13 thoughts on “A little creature, a big mystery.

  1. What a sweet and giving spirit Annie was – she was luck to have found her way into your life, Amy.

    KKx

  2. This is such a fine post. You spoke beautifully about Annie and the human/animal bond. So much in this post is what my writing is consumed with/what matters to me. Well done. I know that spot on the bed where Annie used to sleep will be cold for a while. xoxo

    1. megan, i have to tell you again how much your essay about the clinic cats meant to me, as well. i’m with you. this is really the — hard to say, most immanent? meaningful? rich? stuff there is to write about, isn’t it.

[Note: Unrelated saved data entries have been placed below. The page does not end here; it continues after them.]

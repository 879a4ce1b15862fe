//! tokio-socket-http11 エラー型

use std::fmt;

use socket_http11::net_error;

/// tokio-socket-http11 エラー
#[derive(Debug)]
pub enum Error {
    /// I/O エラー
    Io(std::io::Error),
    /// HTTP エラー (パース、認証、リダイレクト、展開)
    Http(socket_http11::Error),
    /// TLS エラー
    Tls(String),
    /// タイムアウト (接続後に設定時間が経過した)
    Timeout,
    /// レスポンスが完了する前に接続が閉じられた
    ConnectionClosed,
    /// 不正な URL
    InvalidUrl(String),
    /// DNS 解決エラー
    DnsResolution(String),
    /// 呼び出し側またはオブザーバーによる中断
    Aborted,
    /// プロキシとのやりとりに失敗
    Proxy(String),
}

impl Error {
    /// 対応するネットワークエラーコード
    pub fn code(&self) -> i32 {
        match self {
            Error::Io(e) => net_error::from_io_kind(e.kind()),
            Error::Http(e) => e.code(),
            Error::Tls(_) => net_error::SSL_PROTOCOL_ERROR,
            Error::Timeout => net_error::TIMED_OUT,
            Error::ConnectionClosed => net_error::EMPTY_RESPONSE,
            Error::InvalidUrl(_) => net_error::INVALID_URL,
            Error::DnsResolution(_) => net_error::NAME_NOT_RESOLVED,
            Error::Aborted => net_error::ABORTED,
            Error::Proxy(_) => net_error::TUNNEL_CONNECTION_FAILED,
        }
    }

    /// エラーコード表の説明文
    pub fn net_message(&self) -> &'static str {
        net_error::message(self.code())
    }
}

impl fmt::Display for Error {
    fn fmt(&self, f: &mut fmt::Formatter<'_>) -> fmt::Result {
        match self {
            Error::Io(e) => write!(f, "I/O error: {}", e),
            Error::Http(e) => write!(f, "HTTP error: {}", e),
            Error::Tls(e) => write!(f, "TLS error: {}", e),
            Error::Timeout => write!(f, "request timeout"),
            Error::ConnectionClosed => write!(f, "connection closed"),
            Error::InvalidUrl(msg) => write!(f, "invalid URL: {}", msg),
            Error::DnsResolution(msg) => write!(f, "DNS resolution error: {}", msg),
            Error::Aborted => write!(f, "request aborted"),
            Error::Proxy(msg) => write!(f, "proxy error: {}", msg),
        }
    }
}

impl std::error::Error for Error {
    fn source(&self) -> Option<&(dyn std::error::Error + 'static)> {
        match self {
            Error::Io(e) => Some(e),
            Error::Http(e) => Some(e),
            _ => None,
        }
    }
}

impl From<std::io::Error> for Error {
    fn from(e: std::io::Error) -> Self {
        Error::Io(e)
    }
}

impl From<socket_http11::Error> for Error {
    fn from(e: socket_http11::Error) -> Self {
        match e {
            socket_http11::Error::InvalidUrl(msg) => Error::InvalidUrl(msg),
            e => Error::Http(e),
        }
    }
}

impl From<socket_http11::AuthError> for Error {
    fn from(e: socket_http11::AuthError) -> Self {
        Error::Http(e.into())
    }
}

impl From<rustls::Error> for Error {
    fn from(e: rustls::Error) -> Self {
        Error::Tls(e.to_string())
    }
}

impl From<rustls_pki_types::InvalidDnsNameError> for Error {
    fn from(e: rustls_pki_types::InvalidDnsNameError) -> Self {
        Error::Tls(e.to_string())
    }
}

impl From<rustls_pki_types::pem::Error> for Error {
    fn from(e: rustls_pki_types::pem::Error) -> Self {
        Error::Tls(format!("invalid client certificate: {}", e))
    }
}

/// Result 型エイリアス
pub type Result<T> = std::result::Result<T, Error>;
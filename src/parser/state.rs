//! パース状態の定義

/// レスポンスパーサーの状態
///
/// `Status` → `Headers` → `Body` → `Done` の順に一方向に進む。
/// 戻るのは [`super::ResponseParser::reset`] でホップをやり直すときだけ。
#[derive(Debug, Clone, Copy, PartialEq, Eq, PartialOrd, Ord)]
pub enum ParserState {
    /// ステータス行待ち
    Status,
    /// ヘッダーブロック待ち
    Headers,
    /// ボディ読み取り中
    Body,
    /// 完了
    Done,
}

/// ボディの区切り方
#[derive(Debug, Clone, Copy, PartialEq, Eq)]
pub enum BodyKind {
    /// ボディなし
    None,
    /// Content-Length で指定された固定長
    ContentLength(usize),
    /// Transfer-Encoding: chunked
    Chunked,
    /// 接続が閉じるまでがボディ
    CloseDelimited,
}
//! 接続切断と断片化のテスト
//!
//! ソケットから届く断片は任意の位置で切れる。ここでは 1 バイトずつ投入した場合と、
//! ボディの途中で接続が閉じた場合に [`ResponseParser`] がどう振る舞うかを確認する。
//!
//! 呼び出し側はループを抜けた後に必ず [`ResponseParser::finish`] を呼び、
//! `Done` に到達したかどうかで成功と失敗を判断する。

use std::io::Write;

use flate2::Compression;
use flate2::write::GzEncoder;
use socket_http11::{
    BodyKind, Error, ParserLimits, ParserState, RequestStats, Response, ResponseParser,
};

fn feed_bytewise(parser: &mut ResponseParser, data: &[u8]) -> ParserState {
    let mut state = parser.state();
    for byte in data {
        state = parser.feed(std::slice::from_ref(byte)).unwrap();
    }
    state
}

/// Content-Length に届かないまま閉じられると Done にならない
#[test]
fn incomplete_content_length_body() {
    let mut parser = ResponseParser::new();
    parser
        .feed(b"HTTP/1.1 200 OK\r\nContent-Length: 100\r\n\r\n")
        .unwrap();
    parser.feed(&[0u8; 50]).unwrap();

    assert_eq!(parser.body_kind(), BodyKind::ContentLength(100));
    assert_eq!(parser.finish(), ParserState::Body);
    assert_eq!(parser.body().len(), 50);
}

/// 終端チャンクを受け取る前に閉じられると Done にならない
#[test]
fn incomplete_chunked_body() {
    let mut parser = ResponseParser::new();
    parser
        .feed(b"HTTP/1.1 200 OK\r\nTransfer-Encoding: chunked\r\n\r\n5\r\nhello\r\n")
        .unwrap();

    assert_eq!(parser.finish(), ParserState::Body);
    assert_eq!(parser.body(), b"hello");
}

/// 終端チャンクまで届いていれば最後の空行がなくても完了とみなす
#[test]
fn chunked_without_final_crlf() {
    let mut parser = ResponseParser::new();
    parser
        .feed(b"HTTP/1.1 200 OK\r\nTransfer-Encoding: chunked\r\n\r\n5\r\nhello\r\n0\r\n")
        .unwrap();
    assert_eq!(parser.finish(), ParserState::Done);
    assert_eq!(parser.body(), b"hello");
}

/// ヘッダーの途中で閉じられた場合
#[test]
fn incomplete_headers() {
    let mut parser = ResponseParser::new();
    parser.feed(b"HTTP/1.1 200 OK\r\nContent-Le").unwrap();
    assert_eq!(parser.finish(), ParserState::Headers);
    assert!(!parser.has_head());
}

/// 長さの指定がないボディは接続が閉じたところで完了する
#[test]
fn close_delimited_body() {
    let mut parser = ResponseParser::new();
    parser
        .feed(b"HTTP/1.0 200 OK\r\nContent-Type: text/plain\r\n\r\nfirst ")
        .unwrap();
    assert_eq!(parser.body_kind(), BodyKind::CloseDelimited);
    assert!(!parser.is_keep_alive());
    parser.feed(b"second").unwrap();
    assert_eq!(parser.state(), ParserState::Body);
    assert_eq!(parser.finish(), ParserState::Done);
    assert_eq!(parser.body(), b"first second");
}

/// 1 バイトずつ届いても chunked を正しく組み立てる
#[test]
fn chunked_bytewise() {
    let raw = b"HTTP/1.1 200 OK\r\nTransfer-Encoding: chunked\r\nX-Test: a\r\n\r\n\
                4;name=value\r\nWiki\r\n5\r\npedia\r\nE\r\n in\r\n\r\nchunks.\r\n\
                0\r\nExpires: never\r\n\r\n";
    let mut parser = ResponseParser::new();
    assert_eq!(feed_bytewise(&mut parser, raw), ParserState::Done);
    assert_eq!(parser.body(), b"Wikipedia in\r\n\r\nchunks.");
    assert_eq!(parser.headers().get("x-test"), Some("a"));
}

/// 中間レスポンス (100 Continue) を読み飛ばす
#[test]
fn interim_response_bytewise() {
    let raw = b"HTTP/1.1 100 Continue\r\n\r\nHTTP/1.1 201 Created\r\nContent-Length: 2\r\n\r\nok";
    let mut parser = ResponseParser::new();
    assert_eq!(feed_bytewise(&mut parser, raw), ParserState::Done);
    assert_eq!(parser.status(), 201);
    assert_eq!(parser.body(), b"ok");
}

/// gzip のボディは断片化していても完了後に展開できる
#[test]
fn gzip_body_fragmented() {
    let mut encoder = GzEncoder::new(Vec::new(), Compression::default());
    encoder.write_all(&b"compressed ".repeat(64)).unwrap();
    let compressed = encoder.finish().unwrap();

    let mut raw = format!(
        "HTTP/1.1 200 OK\r\nContent-Encoding: gzip\r\nContent-Length: {}\r\n\r\n",
        compressed.len()
    )
    .into_bytes();
    raw.extend_from_slice(&compressed);

    let mut parser = ResponseParser::new();
    for part in raw.chunks(7) {
        parser.feed(part).unwrap();
    }
    assert!(parser.is_done());

    let response = Response::from_parsed(
        parser.take_response(),
        "http://example.com/",
        RequestStats::default(),
    )
    .unwrap();
    assert_eq!(response.body, b"compressed ".repeat(64));
    assert_eq!(response.url, "http://example.com/");
}

/// 壊れた gzip はレスポンス組み立て時にエラーになる
#[test]
fn broken_gzip_is_error() {
    let mut parser = ResponseParser::new();
    parser
        .feed(b"HTTP/1.1 200 OK\r\nContent-Encoding: gzip\r\nContent-Length: 4\r\n\r\nnope")
        .unwrap();
    let result = Response::from_parsed(
        parser.take_response(),
        "http://example.com/",
        RequestStats::default(),
    );
    assert!(matches!(result, Err(Error::Decompression(_))));
}

/// ボディサイズの上限を超えたらエラー
#[test]
fn body_limit_exceeded() {
    let mut parser = ResponseParser::with_limits(ParserLimits::default().max_body_size(8));
    let result = parser.feed(b"HTTP/1.1 200 OK\r\nContent-Length: 16\r\n\r\n0123456789abcdef");
    assert!(matches!(result, Err(Error::BodyTooLarge { limit: 8, .. })));
}

/// 不正なステータス行は致命的
#[test]
fn malformed_status_line() {
    let mut parser = ResponseParser::new();
    assert!(matches!(parser.feed(b"ICY 200 OK\r\n"), Err(Error::Protocol(_))));
}
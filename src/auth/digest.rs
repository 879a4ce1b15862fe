//! Digest 認証 (RFC 7616 / RFC 2617)
//!
//! MD5 と MD5-sess、qop の auth と auth-int、qop なしの旧形式に対応する。

use md5::{Digest, Md5};

use super::{AuthError, parse_auth_params, strip_scheme};

/// Digest のハッシュアルゴリズム
#[derive(Debug, Clone, Copy, PartialEq, Eq)]
pub enum DigestAlgorithm {
    /// MD5
    Md5,
    /// MD5-sess
    Md5Sess,
}

impl DigestAlgorithm {
    fn as_str(self) -> &'static str {
        match self {
            DigestAlgorithm::Md5 => "MD5",
            DigestAlgorithm::Md5Sess => "MD5-sess",
        }
    }
}

/// 保護品質 (quality of protection)
#[derive(Debug, Clone, Copy, PartialEq, Eq)]
pub enum Qop {
    /// 認証のみ
    Auth,
    /// ボディも含めた認証
    AuthInt,
}

impl Qop {
    fn as_str(self) -> &'static str {
        match self {
            Qop::Auth => "auth",
            Qop::AuthInt => "auth-int",
        }
    }
}

/// WWW-Authenticate の Digest チャレンジ
#[derive(Debug, Clone, PartialEq, Eq)]
pub struct DigestChallenge {
    /// realm
    pub realm: String,
    /// サーバー nonce
    pub nonce: String,
    /// opaque
    pub opaque: Option<String>,
    /// 選択した qop (サーバーが提示しなければ None)
    pub qop: Option<Qop>,
    /// アルゴリズム
    pub algorithm: DigestAlgorithm,
    /// stale=true が付いていたか
    pub stale: bool,
}

impl DigestChallenge {
    /// WWW-Authenticate ヘッダー値をパース
    ///
    /// qop は auth を優先し、なければ auth-int を選ぶ。
    pub fn parse(input: &str) -> Result<Self, AuthError> {
        let params = strip_scheme(input, "Digest").ok_or(AuthError::MissingChallenge)?;
        let params = parse_auth_params(params)?;
        let get = |name: &str| {
            params
                .iter()
                .find(|(n, _)| n == name)
                .map(|(_, v)| v.as_str())
        };

        let realm = get("realm").ok_or_else(|| AuthError::InvalidChallenge("missing realm".into()))?;
        let nonce = get("nonce").ok_or_else(|| AuthError::InvalidChallenge("missing nonce".into()))?;

        let algorithm = match get("algorithm") {
            None => DigestAlgorithm::Md5,
            Some(a) if a.eq_ignore_ascii_case("MD5") => DigestAlgorithm::Md5,
            Some(a) if a.eq_ignore_ascii_case("MD5-sess") => DigestAlgorithm::Md5Sess,
            Some(a) => return Err(AuthError::UnsupportedAlgorithm(a.to_string())),
        };

        let qop = get("qop").and_then(|value| {
            let offered: Vec<&str> = value.split(',').map(str::trim).collect();
            if offered.iter().any(|q| q.eq_ignore_ascii_case("auth")) {
                Some(Qop::Auth)
            } else if offered.iter().any(|q| q.eq_ignore_ascii_case("auth-int")) {
                Some(Qop::AuthInt)
            } else {
                None
            }
        });

        Ok(Self {
            realm: realm.to_string(),
            nonce: nonce.to_string(),
            opaque: get("opaque").map(str::to_string),
            qop,
            algorithm,
            stale: get("stale").is_some_and(|s| s.eq_ignore_ascii_case("true")),
        })
    }
}

/// Digest 認証の状態
///
/// nonce-count は同じ nonce で Authorization を生成するたびに 1 ずつ増える。
#[derive(Debug, Clone, PartialEq, Eq)]
pub struct DigestState {
    challenge: DigestChallenge,
    cnonce: String,
    nonce_count: u32,
}

impl DigestState {
    /// チャレンジとクライアント nonce から状態を作成
    pub fn new(challenge: DigestChallenge, cnonce: impl Into<String>) -> Self {
        Self {
            challenge,
            cnonce: cnonce.into(),
            nonce_count: 0,
        }
    }

    /// チャレンジを取得
    pub fn challenge(&self) -> &DigestChallenge {
        &self.challenge
    }

    /// 最後に使った nonce-count
    pub fn nonce_count(&self) -> u32 {
        self.nonce_count
    }

    /// Authorization ヘッダー値を生成
    ///
    /// 呼び出すたびに nonce-count を進める。
    pub fn authorize(
        &mut self,
        username: &str,
        password: &str,
        method: &str,
        uri: &str,
        body: &[u8],
    ) -> String {
        self.nonce_count += 1;
        let nc = format!("{:08x}", self.nonce_count);
        let c = &self.challenge;

        let mut ha1 = md5_hex(format!("{}:{}:{}", username, c.realm, password).as_bytes());
        if c.algorithm == DigestAlgorithm::Md5Sess {
            ha1 = md5_hex(format!("{}:{}:{}", ha1, c.nonce, self.cnonce).as_bytes());
        }

        let ha2 = match c.qop {
            Some(Qop::AuthInt) => md5_hex(format!("{}:{}:{}", method, uri, md5_hex(body)).as_bytes()),
            _ => md5_hex(format!("{}:{}", method, uri).as_bytes()),
        };

        let response = match c.qop {
            Some(qop) => md5_hex(
                format!(
                    "{}:{}:{}:{}:{}:{}",
                    ha1,
                    c.nonce,
                    nc,
                    self.cnonce,
                    qop.as_str(),
                    ha2
                )
                .as_bytes(),
            ),
            None => md5_hex(format!("{}:{}:{}", ha1, c.nonce, ha2).as_bytes()),
        };

        let mut header = format!(
            "Digest username=\"{}\", realm=\"{}\", nonce=\"{}\", uri=\"{}\", algorithm={}, response=\"{}\"",
            quote(username),
            quote(&c.realm),
            quote(&c.nonce),
            quote(uri),
            c.algorithm.as_str(),
            response
        );
        if let Some(opaque) = &c.opaque {
            header.push_str(&format!(", opaque=\"{}\"", quote(opaque)));
        }
        if let Some(qop) = c.qop {
            header.push_str(&format!(
                ", qop={}, nc={}, cnonce=\"{}\"",
                qop.as_str(),
                nc,
                quote(&self.cnonce)
            ));
        }
        header
    }
}

fn md5_hex(input: &[u8]) -> String {
    Md5::digest(input)
        .iter()
        .map(|b| format!("{:02x}", b))
        .collect()
}

fn quote(value: &str) -> String {
    value.replace('\\', "\\\\").replace('"', "\\\"")
}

  3. From someone whose silly pup means more to her than she can quite put into words: this piece has me thankful for the kindred connections that animal lovers share in their experience of that “possibil[ity] of mystery and of love” that you so eloquently describe. Thank you. And, take good care.

  4. aw, y’all are the sweetest. thanks for reading and writing these notes! we had our first dusting of snow today, and while it’s sad to think of her out there in the yard, it’s worse to think of her huddling and shivering and sick — and she can’t feel the cold, now. i appreciate y’all so much.

  5. Amy – Such a beautiful essay, you brought me to tears, so I was especially grateful for your wisdom in this line–> “when tears arrive, that something else is arriving too.” So very sorry for the loss of Annie, but feel so blessed to know she had such a loving life with you and that she could leave with all that love around her as well. -A

  6. Another wave of lyrical storytelling from wind swept oceans of living broad and deep, inexpensively maybe; cheap not. Amy, thank you for this humble elegy that is an encomium of life lived with fur and friends, a life that won’t give us a dime, costs us everything, and proves,, in the end, it seems, to be a relief. Michael

  7. Thank you for these words. “Cathartic,” I think, doesn’t even begin to do justice to the power of putting these experiences to words. I wrote some words on my Uncle Tim’s passing, some months after the fact – it was the beginning of some healing, the chance to parse out as-yet unseen thoughts. And more thoughts, on the souls (or lack thereof) in animals loved and known. Thank you.

    1. Hey, Luke – Thanks so much for reading and for sending this note. I remember when your Uncle Tim passed, too. There IS something unique and powerful about trying to put words to these mysteries – you are right.